--- START ---
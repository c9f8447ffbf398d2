//! Per-module step-timing history (`spec.md` §4.4, §9).
//!
//! Grounded in the teacher's `PerfCounter` (`observability/perf_counter.rs`):
//! a small struct of counters updated on the hot path, read back in bulk
//! for reporting. Here the "hot path" is `Module::run`'s step loop, and
//! the "report" is [`Tracer::trace_stats`], consumed by [`crate::predictor::TimePredictor`].

use std::time::{Duration, Instant};

use serde::Serialize;

/// One row of the trace: everything observed about a single `run_number`.
#[derive(Debug, Clone, Serialize)]
pub struct TraceEntry {
    pub run_number: u64,
    #[serde(skip)]
    pub start: Instant,
    pub duration: Duration,
    pub steps: u32,
    pub reads: usize,
    pub updates: usize,
    pub creates: usize,
    pub stopped: bool,
    pub exception: bool,
    pub terminated: bool,
    pub progress_current: usize,
    pub progress_max: usize,
    pub quality: f64,
}

/// A bounded ring of recent [`TraceEntry`] rows plus the handful of
/// lifecycle events (`start_run`/`exception`/`terminated`) a module's
/// run loop reports at its boundaries. Unlike the Python `Tracer` base
/// class (an abstract interface with several concrete backends, e.g.
/// one that prints, one that's a no-op), this core needs exactly one
/// concrete behavior — accumulate timing stats for the predictor — so
/// it is a concrete struct rather than a trait.
#[derive(Debug, Clone)]
pub struct Tracer {
    entries: Vec<TraceEntry>,
    capacity: usize,
    current: Option<TraceEntry>,
    run_step_start: Option<Instant>,
}

impl Default for Tracer {
    fn default() -> Self {
        Tracer::new()
    }
}

impl Tracer {
    pub fn new() -> Self {
        Tracer {
            entries: Vec::new(),
            capacity: 64,
            current: None,
            run_step_start: None,
        }
    }

    pub fn start_run(&mut self, now: Instant, run_number: u64) {
        self.current = Some(TraceEntry {
            run_number,
            start: now,
            duration: Duration::ZERO,
            steps: 0,
            reads: 0,
            updates: 0,
            creates: 0,
            stopped: false,
            exception: false,
            terminated: false,
            progress_current: 0,
            progress_max: 0,
            quality: 0.0,
        });
    }

    pub fn before_run_step(&mut self, now: Instant, _run_number: u64) {
        self.run_step_start = Some(now);
    }

    pub fn after_run_step(&mut self, now: Instant, _run_number: u64, reads: usize, updates: usize, creates: usize) {
        if let Some(entry) = self.current.as_mut() {
            if let Some(start) = self.run_step_start.take() {
                entry.duration += now.saturating_duration_since(start);
            }
            entry.steps += 1;
            entry.reads += reads;
            entry.updates += updates;
            entry.creates += creates;
        }
    }

    pub fn run_stopped(&mut self, _now: Instant, _run_number: u64) {
        if let Some(entry) = self.current.as_mut() {
            entry.stopped = true;
        }
    }

    pub fn exception(&mut self, _now: Instant, _run_number: u64) {
        if let Some(entry) = self.current.as_mut() {
            entry.exception = true;
        }
    }

    pub fn terminated(&mut self, _now: Instant, _run_number: u64) {
        if let Some(entry) = self.current.as_mut() {
            entry.terminated = true;
        }
    }

    pub fn end_run(&mut self, _now: Instant, _run_number: u64, progress_current: usize, progress_max: usize, quality: f64) {
        if let Some(mut entry) = self.current.take() {
            entry.progress_current = progress_current;
            entry.progress_max = progress_max;
            entry.quality = quality;
            if self.entries.len() == self.capacity {
                self.entries.remove(0);
            }
            self.entries.push(entry);
        }
    }

    /// The last `max_runs` entries (or all of them), most recent last.
    pub fn trace_stats(&self, max_runs: Option<usize>) -> &[TraceEntry] {
        match max_runs {
            Some(n) if n < self.entries.len() => &self.entries[self.entries.len() - n..],
            _ => &self.entries,
        }
    }

    /// Rows/second for each recorded run, oldest first, used for
    /// introspection (`Module::to_json`'s `speed` field — `spec.md` §6
    /// documents this as an array, not a single aggregate).
    pub fn get_speed(&self) -> Vec<f64> {
        self.entries
            .iter()
            .map(|e| {
                let secs = e.duration.as_secs_f64();
                if secs > 0.0 {
                    e.updates as f64 / secs
                } else {
                    0.0
                }
            })
            .collect()
    }
}
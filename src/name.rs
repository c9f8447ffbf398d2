//! Stable module identifiers.
//!
//! Slots reference modules by name rather than by owning pointer so that
//! the module graph never needs cyclic `Rc`/`Arc` references between
//! producer and consumer (`spec.md` §9, "Cyclic references").

use std::fmt;
use std::sync::Arc;

/// A process-unique identifier for a module: either scheduler-generated
/// (`<type>_<n>`, falling back to a UUID suffix under congestion) or
/// supplied by the embedder.
#[derive(Debug, Clone, PartialEq, Eq, PartialOrd, Ord, Hash)]
pub struct ModuleName(Arc<str>);

impl ModuleName {
    pub fn new(name: impl Into<Arc<str>>) -> Self {
        ModuleName(name.into())
    }

    pub fn as_str(&self) -> &str {
        &self.0
    }
}

impl fmt::Display for ModuleName {
    fn fmt(&self, f: &mut fmt::Formatter<'_>) -> fmt::Result {
        f.write_str(&self.0)
    }
}

impl From<&str> for ModuleName {
    fn from(s: &str) -> Self {
        ModuleName::new(s)
    }
}

impl From<String> for ModuleName {
    fn from(s: String) -> Self {
        ModuleName::new(s)
    }
}

impl std::borrow::Borrow<str> for ModuleName {
    fn borrow(&self) -> &str {
        &self.0
    }
}
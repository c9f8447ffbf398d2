//! The module graph: staging area for connecting modules, ordering them,
//! and validating that required inputs are bound (`spec.md` §4.1).
//!
//! Grounded in `original_source/progressivis/core/dataflow.py`'s
//! `Dataflow` class (`add_module`/`remove_module`/`add_connection`/
//! `collect_dependencies`/`order_modules`/`validate`), translated from
//! its `Slot` namedtuple (referenced from both a producer's and a
//! consumer's dict) into this crate's single shared [`Slot`] stored
//! once on the consumer side, with producers keeping only
//! `(consumer, input_name)` fan-out pointers — the representation
//! decision recorded in `DESIGN.md` to sidestep needing `Rc<RefCell<_>>`
//! for a value referenced from two maps.

use std::collections::{HashMap, HashSet, VecDeque};
use std::sync::atomic::{AtomicU64, Ordering};

use crate::errors::DataflowError;
use crate::module::{Module, ModuleLogic, ModuleState, ReadinessContext, InputReadiness};
use crate::name::ModuleName;
use crate::slot::Slot;

/// The staging graph of modules and their connections. Mutations
/// (`add_module`, `add_connection`, `remove_module`) take effect
/// immediately; `order_modules`/`validate` are the "commit" checks run
/// before a [`crate::scheduler::Scheduler`] starts consuming the graph.
#[derive(Default)]
pub struct Dataflow {
    modules: HashMap<ModuleName, Module>,
}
--- END ---
Your answer should be each line from the preceding material in which the word "Option" occurs.

    current: Option<TraceEntry>,
    run_step_start: Option<Instant>,
    pub fn trace_stats(&self, max_runs: Option<usize>) -> &[TraceEntry] {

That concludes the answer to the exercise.